The Earth energy appeared here as deficiency and blocked access. This was not only a question of recognition. A title change could affect rent, savings, and financial breathing room in Toronto. Because the stakes were material, an undefined possibility could feel safer than a definite answer. An unclear maybe left the door psychologically open.
“What are you afraid the praise will fail to protect you from?” I asked. “Being excluded, losing financial room, or discovering that you cannot control the timeline?”
Jordan inhaled and did not immediately exhale. Their eyes moved toward the dark kitchen window as though they were replaying a rent notification and a LinkedIn post at the same time. When the breath finally left, their voice was lower. “All three. If I ask and there’s no path, I can’t pretend one more project will fix it.”
“That is the protective logic of this card,” I said. “Silence preserves hope, but it also leaves you outside a process you cannot evaluate. I’m not going to tell you that asking is automatically safe or that leaving is automatically better.
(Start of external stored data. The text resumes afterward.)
//! LLM Provider Strategy Pattern
//!
//! Defines a common interface for hosted LLM backends so the agent can work
//! with any of them without code changes. The server builds a fresh provider
//! per turn from the user-supplied credential.

use std::pin::Pin;

use async_trait::async_trait;
use futures::Stream;
use serde::{Deserialize, Serialize};

use crate::error::Result;
use crate::message::Message;

/// Configuration for LLM generation
#[derive(Clone, Debug, Serialize, Deserialize)]
pub struct GenerationOptions {
    /// Model identifier (e.g. "llama-3.3-70b-versatile")
    pub model: String,

    /// Temperature for sampling (0.0 = deterministic, 1.0 = creative)
    #[serde(default = "default_temperature")]
    pub temperature: f32,

    /// Maximum tokens to generate
    #[serde(default = "default_max_tokens")]
    pub max_tokens: u32,

    /// Top-p nucleus sampling
    #[serde(default = "default_top_p")]
    pub top_p: f32,

    /// Stop sequences
    #[serde(default)]
    pub stop_sequences: Vec<String>,
}

fn default_temperature() -> f32 {
    0.7
}
fn default_max_tokens() -> u32 {
    2048
}
fn default_top_p() -> f32 {
    0.9
}

impl Default for GenerationOptions {
    fn default() -> Self {
        Self {
            model: "llama-3.3-70b-versatile".into(),
            temperature: default_temperature(),
            max_tokens: default_max_tokens(),
            top_p: default_top_p(),
            stop_sequences: Vec::new(),
        }
    }
}

/// Response from an LLM completion
#[derive(Clone, Debug, Serialize, Deserialize)]
pub struct Completion {
    /// The generated text
    pub content: String,

    /// Model that generated this response
    pub model: String,

    /// Token usage statistics (if available)
    pub usage: Option<TokenUsage>,

    /// Finish reason
    pub finish_reason: Option<FinishReason>,
}

/// Token usage statistics
#[derive(Clone, Debug, Serialize, Deserialize)]
pub struct TokenUsage {
    pub prompt_tokens: u32,
    pub completion_tokens: u32,
    pub total_tokens: u32,
}

/// Reason for completion finishing
#[derive(Clone, Debug, Serialize, Deserialize, PartialEq, Eq)]
#[serde(rename_all = "snake_case")]
pub enum FinishReason {
    Stop,
    Length,
    ContentFilter,
    Error,
}

/// A chunk from streaming completion
#[derive(Clone, Debug, Serialize, Deserialize)]
pub struct StreamChunk {
    /// The text delta
    pub delta: String,

    /// Whether this is the final chunk
    pub done: bool,

    /// Token usage (typically only on final chunk)
    pub usage: Option<TokenUsage>,
}

/// Stream type for completion streaming
pub type CompletionStream = Pin<Box<dyn Stream<Item = Result<StreamChunk>> + Send>>;

/// Strategy trait for LLM providers
///
/// Implement this trait to add support for new hosted backends. The agent
/// works exclusively through this interface.
#[async_trait]
pub trait LlmProvider: Send + Sync {
    /// Provider name (e.g. "Groq")
    fn name(&self) -> &str;

    /// Generate a completion from messages
    async fn complete(
        &self,
        messages: &[Message],
        options: &GenerationOptions,
    ) -> Result<Completion>;

    /// Generate a streaming completion
    async fn complete_stream(
        &self,
        messages: &[Message],
        options: &GenerationOptions,
    ) -> Result<CompletionStream>;
}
I am asking whether the current ambiguity is protecting your access, or only postponing your knowledge of what access actually requires.”
I then brought in a commercial lens I call Transferable Asset Pricing. In my Wall Street years, I learned that an asset priced by a single interested party can appear more certain than it is. In career terms, an opaque employer process can become the only source Jordan uses to value their skills.
I asked Jordan to name capabilities that remained real regardless of the current promotion decision. They listed cross-functional launch coordination, turning messy stakeholder input into an operating plan, and catching delivery risks before they became public failures. I treated those as transferable assets, not as reasons Jordan had to leave, but as evidence that one company’s unclear ladder did not have exclusive authority to define their professional worth.
I saw their jaw unclench before the rest of their posture followed. The fear had not vanished. It had become more accurately located: the process was unclear, but Jordan’s skills were not therefore unreal.
When Justice Asked for the Standard
Position Four: Praise Meets the Scales
The radiator clicked once and fell quiet. Even the traffic below Jordan’s window seemed to thin as I reached the card representing the key transformation: separating positive feedback from promotion evidence and evaluating criteria, examples, decision ownership, and timing through a visible standard.
I turned it over. Justice, upright.
I drew Jordan’s attention to the evenly held scales, the upright sword, the direct gaze, and the figure seated squarely between two pillars. Justice was not promising a favorable verdict. Its power was balance: relevant evidence placed beside an explicit standard, followed by a decision process that could be described.
In Jordan’s working life, the scales became a simple table. One side held the exact compliment from the review. The other held the relevant next-level criterion. Supporting examples, missing evidence, the decision owner, and a reassessment date made the imbalance visible without erasing the value of the praise.
Seeing Justice brought back a restrained flash of my old life on Wall Street: a term sheet under hard white light, every material condition separated from the warm language around the deal. Interest could be sincere without being an agreement. Positive sentiment could matter without settling the terms. Fairness was not merely a feeling; it required structure that both sides could identify.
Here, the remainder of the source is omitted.